- [EXERCISE PROMPT]: Each entry has to be printed again exactly.

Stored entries
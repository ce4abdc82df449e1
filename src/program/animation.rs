use crate::animator::Animator;
use crate::color::{Rgb, blend};
use crate::easing::Easing;
use crate::gamma::gamma_correct;

use super::{Param, Stage, comet, gradient, sweep};

/// Blend of a single pixel between two colors
#[derive(Debug, Clone, Copy, PartialEq)]
pub struct PixelBlend {
    pub from: Rgb,
    pub to: Rgb,
    pub pixel: usize,
    pub easing: Easing,
}

impl PixelBlend {
    /// Color at linear `progress`, after easing
    pub fn color_at(&self, progress: f32) -> Rgb {
        blend(self.from, self.to, self.easing.apply(progress))
    }
}

/// Animation record stored in a slot
#[derive(Debug, Clone, Copy, PartialEq)]
pub enum SlotAnimation {
    /// One pixel blending between two colors
    PixelBlend(PixelBlend),
    /// One pixel blending between two colors, gamma-corrected on output
    GammaFade(PixelBlend),
    /// Every pixel blending between two colors
    StripBlend { from: Rgb, to: Rgb },
    /// Repeating timer darkening the whole strip on completion
    FadeAll,
    /// Eye position of the bouncing sweep
    Sweep,
    /// Repeating timer moving the comet front
    TrailStep,
    /// Repeating timer rotating the strip by one pixel
    Rotate,
}

/// Apply one slot update to the stage
pub(super) fn animate<const N: usize, const SLOTS: usize>(
    animator: &mut Animator<SlotAnimation, SLOTS>,
    stage: &mut Stage<'_, N>,
    param: Param,
) {
    match param.animation {
        SlotAnimation::PixelBlend(pixel_blend) => {
            stage
                .pixels
                .set(pixel_blend.pixel, pixel_blend.color_at(param.progress));
        }
        SlotAnimation::GammaFade(pixel_blend) => {
            let color = gamma_correct(pixel_blend.color_at(param.progress));
            stage.pixels.set(pixel_blend.pixel, color);
        }
        SlotAnimation::StripBlend { from, to } => {
            stage.pixels.fill(blend(from, to, param.progress));
        }
        SlotAnimation::FadeAll => {
            if param.is_completed() {
                stage.pixels.darken_all(stage.config.sweep.fade_amount);
                let _ = animator.restart(param.handle, stage.now);
            }
        }
        SlotAnimation::Sweep => sweep::animate(animator, stage, param),
        SlotAnimation::TrailStep => comet::animate(animator, stage, param),
        SlotAnimation::Rotate => gradient::animate(animator, stage, param),
    }
}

- [SOLUTION FOR THIS TASK]:
repository ce4abdc82df449e1
filename src/program/animation.rs
use crate::animator::Animator;
use crate::color::{Rgb, blend};
use crate::easing::Easing;
use crate::gamma::gamma_correct;

use super::{Param, Stage, comet, gradient, sweep};

/// Blend of a single pixel between two colors
#[derive(Debug, Clone, Copy, PartialEq)]
pub struct PixelBlend {
    pub from: Rgb,
    pub to: Rgb,
    pub pixel: usize,
    pub easing: Easing,
}

impl PixelBlend {
    /// Color at linear `progress`, after easing
    pub fn color_at(&self, progress: f32) -> Rgb {
        blend(self.from, self.to, self.easing.apply(progress))
    }
}

/// Animation record stored in a slot
#[derive(Debug, Clone, Copy, PartialEq)]
pub enum SlotAnimation {
    /// One pixel blending between two colors
    PixelBlend(PixelBlend),
    /// One pixel blending between two colors, gamma-corrected on output
    GammaFade(PixelBlend),
    /// Every pixel blending between two colors
    StripBlend { from: Rgb, to: Rgb },
    /// Repeating timer darkening the whole strip on completion
    FadeAll,
    /// Eye position of the bouncing sweep
    Sweep,
    /// Repeating timer moving the comet front
    TrailStep,
    /// Repeating timer rotating the strip by one pixel
    Rotate,
}

/// Apply one slot update to the stage
pub(super) fn animate<const N: usize, const SLOTS: usize>(
    animator: &mut Animator<SlotAnimation, SLOTS>,
    stage: &mut Stage<'_, N>,
    param: Param,
) {
    match param.animation {
        SlotAnimation::PixelBlend(pixel_blend) => {
            stage
                .pixels
                .set(pixel_blend.pixel, pixel_blend.color_at(param.progress));
        }
        SlotAnimation::GammaFade(pixel_blend) => {
            let color = gamma_correct(pixel_blend.color_at(param.progress));
            stage.pixels.set(pixel_blend.pixel, color);
        }
        SlotAnimation::StripBlend { from, to } => {
            stage.pixels.fill(blend(from, to, param.progress));
        }
        SlotAnimation::FadeAll => {
            if param.is_completed() {
                stage.pixels.darken_all(stage.config.sweep.fade_amount);
                let _ = animator.restart(param.handle, stage.now);
            }
        }
        SlotAnimation::Sweep => sweep::animate(animator, stage, param),
        SlotAnimation::TrailStep => comet::animate(animator, stage, param),
        SlotAnimation::Rotate => gradient::animate(animator, stage, param),
    }
}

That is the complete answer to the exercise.